大久保利通(おおくぼとしみち)は明治維新の指導者で、木戸孝允や西郷隆盛とともに「維新三傑」のひとりとされています。

もとは薩摩藩の下級武士の出身であったものの、大老・井伊直弼(いいなおすけ)が幕府に批判的だった勢力を一掃するために行った「安政の大獄」を機に、島津久光の側近として「公武合体運動」を推進し、やがて討幕へと導きました。

1867年12月には王政復古により徳川幕府は消滅し、再び天皇中心の政治に戻すクーデターを成功させ、新政府の内政の中枢を握ります。

その後の1871年には欧米先進諸国を視察しており、イギリスやプロイセンに大きな衝撃を受けたことから、国力充実の必要性を求めました。また、大久保利通が征韓論を退けたことで、西郷隆盛や板垣退助は新政府を去ることとなったのです。

  • 板垣退助と関連の深い人物

    板垣退助と関わった人物を知ることは、板垣退助自体を深く理解することにもつながるでしょう

板垣退助の功績やエピソードを覚えておこう

板垣退助は明治時代の政治家で、現在の高知県である土佐藩にて幕末の1837年に誕生しました。先祖のひとりには戦国時代の有名な武家「武田家」の家臣であった板垣信方がおり、板垣退助は板垣信方より数えて十二世孫にあたります。

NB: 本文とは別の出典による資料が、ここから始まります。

//! Prompt Builder
//!
//! Pure construction of the two model instructions and their output-shape
//! contracts. Nothing here performs I/O, which keeps the shape contracts
//! testable for completeness without live calls.
//!
//! Each operation pairs an instruction text with a response schema in the
//! structured-output dialect the model endpoint understands (uppercase type
//! names, `properties`/`items`/`required` nesting). The gateway sends both
//! with every request; the schema is what makes "no free text outside the
//! payload" enforceable rather than aspirational.

use serde_json::{json, Value};

use crate::campaign::{AdCreative, DESCRIPTION_SOFT_LIMIT, HEADLINE_SOFT_LIMIT};

/// Number of variations the variation prompt asks for. Callers must not
/// assume responses honor this exactly; the decoder accepts any length.
pub const REQUESTED_VARIATIONS: usize = 2;

/// Instruction text for generating a full campaign from a website URL.
///
/// The URL is assumed to be syntactically valid; validation happens at the
/// submit boundary before any prompt is built.
#[must_use]
pub fn campaign_prompt(url: &str) -> String {
    format!(
        "You are an expert AI Google Ads campaign strategist. Your task is to analyze a given \
         website URL and generate a complete starter pack for a Google Ads campaign.\n\
         \n\
         Based on the website URL provided: {url}\n\
         \n\
         Please perform the following actions and provide the output in a structured JSON \
         format:\n\
         \n\
         1. **Website Analysis & Business Summary**: Briefly analyze the likely business, its \
         products/services, and target audience based on the URL. Write a concise summary.\n\
         2. **Ad Creative Generation**: Generate 3 unique and compelling ad creatives. Each \
         creative should have a headline (max {HEADLINE_SOFT_LIMIT} characters) and a \
         description (max {DESCRIPTION_SOFT_LIMIT} characters). The copy should be engaging \
         and tailored to the business.\n\
         3. **Keyword Suggestions**: Provide a list of 10-15 relevant keywords. For each \
         keyword, you must:\n\
            a. Provide the keyword itself.\n\
            b. Categorize it into a match type: 'Broad', 'Phrase', or 'Exact'.\n\
            c. Provide an estimated search volume classification (e.g., 'High', 'Medium', \
         'Low').\n\
         4. **Audience Targeting Suggestions**: Suggest 3-5 target audience segments. Describe \
         them based on demographics, interests, or in-market segments relevant to the \
         business.\n\
         \n\
         Your response MUST conform to the provided JSON schema. Do not include any \
         explanatory text outside of the JSON object itself."
    )
}

/// Output-shape contract for the campaign operation: one object carrying all
/// four top-level fields, with every creative and keyword sub-field required.
#[must_use]
pub fn campaign_schema() -> Value {
    json!({
        "type": "OBJECT",
        "properties": {
            "businessSummary": {
                "type": "STRING",
                "description": "A concise summary of the business, its products/services, and target audience based on the website URL.",
            },
            "adCreatives": {
                "type": "ARRAY",
                "description": "A list of 3 compelling and unique ad creatives.",
                "items": {
                    "type": "OBJECT",
                    "properties": {
                        "headline": {
                            "type": "STRING",
                            "description": format!("A short, engaging headline for the ad (max {HEADLINE_SOFT_LIMIT} characters)."),
                        },
                        "description": {
                            "type": "STRING",
                            "description": format!("A detailed description for the ad (max {DESCRIPTION_SOFT_LIMIT} characters)."),
                        },
                    },
                    "required": ["headline", "description"],
                },
            },
            "keywords": {
                "type": "ARRAY",
                "description": "A list of 10-15 relevant keywords.",
                "items": {
                    "type": "OBJECT",
                    "properties": {
                        "keyword": {
                            "type": "STRING",
                            "description": "The suggested keyword.",
                        },
                        "matchType": {
                            "type": "STRING",
                            "description": "The recommended match type: 'Broad', 'Phrase', or 'Exact'.",
                        },
                        "searchVolume": {
                            "type": "STRING",
                            "description": "An estimated monthly search volume category (e.g., 'High', 'Medium', 'Low').",
                        },
                    },
                    "required": ["keyword", "matchType", "searchVolume"],
                },
            },
            "audienceSuggestions": {
                "type": "ARRAY",
                "description": "A list of 3-5 target audience segments with descriptions.",
                "items": { "type": "STRING" },
            },
        },
        "required": ["businessSummary", "adCreatives", "keywords", "audienceSuggestions"],
    })
}

/// Instruction text for generating variations of one existing creative.
#[must_use]
pub fn variation_prompt(business_summary: &str, original: &AdCreative) -> String {
    format!(
        "You are an expert AI Google Ads copywriter. Your task is to generate creative \
         variations for an existing ad creative, based on a business summary.\n\
         \n\
         Business Summary:\n\
         \"{business_summary}\"\n\
         \n\
         Original Ad Creative:\n\
         - Headline: \"{headline}\"\n\
         - Description: \"{description}\"\n\
         \n\
         Please generate {REQUESTED_VARIATIONS} new, distinct variations of this ad creative. \
         The variations should maintain a similar tone but explore different angles, benefits, \
         or calls-to-action. Adhere strictly to character limits: headlines must be \
         {HEADLINE_SOFT_LIMIT} characters or less, and descriptions must be \
         {DESCRIPTION_SOFT_LIMIT} characters or less.\n\
         \n\
         Your response MUST be a JSON array of ad creative objects, conforming to the provided \
         schema. Do not include any explanatory text outside of the JSON array.",
        headline = original.headline,
        description = original.description,
    )
}

/// Output-shape contract for the variation operation: a bare array of
/// creative objects with no other wrapping structure.
#[must_use]
pub fn variation_schema() -> Value {
    json!({
        "type": "ARRAY",
        "description": format!("A list of {REQUESTED_VARIATIONS} new, distinct ad creative variations."),
        "items": {
            "type": "OBJECT",
            "properties": {
                "headline": {
                    "type": "STRING",
                    "description": format!("A short, engaging headline for the ad (max {HEADLINE_SOFT_LIMIT} characters)."),
                },
                "description": {
                    "type": "STRING",
                    "description": format!("A detailed description for the ad (max {DESCRIPTION_SOFT_LIMIT} characters)."),
                },
            },
            "required": ["headline", "description"],
        },
    })
}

主な功績には「薩土(さつど)密約」の締結や「自由民権運動」があり、内閣の内相を務めたことでも知られています。

暗殺未遂事件にあった際の名言が多くの人に知られていたり、かつての100円札に肖像画が使われていたりするほど有名な人物であるため、その功績やエピソードをしっかりと理解しておくといいでしょう。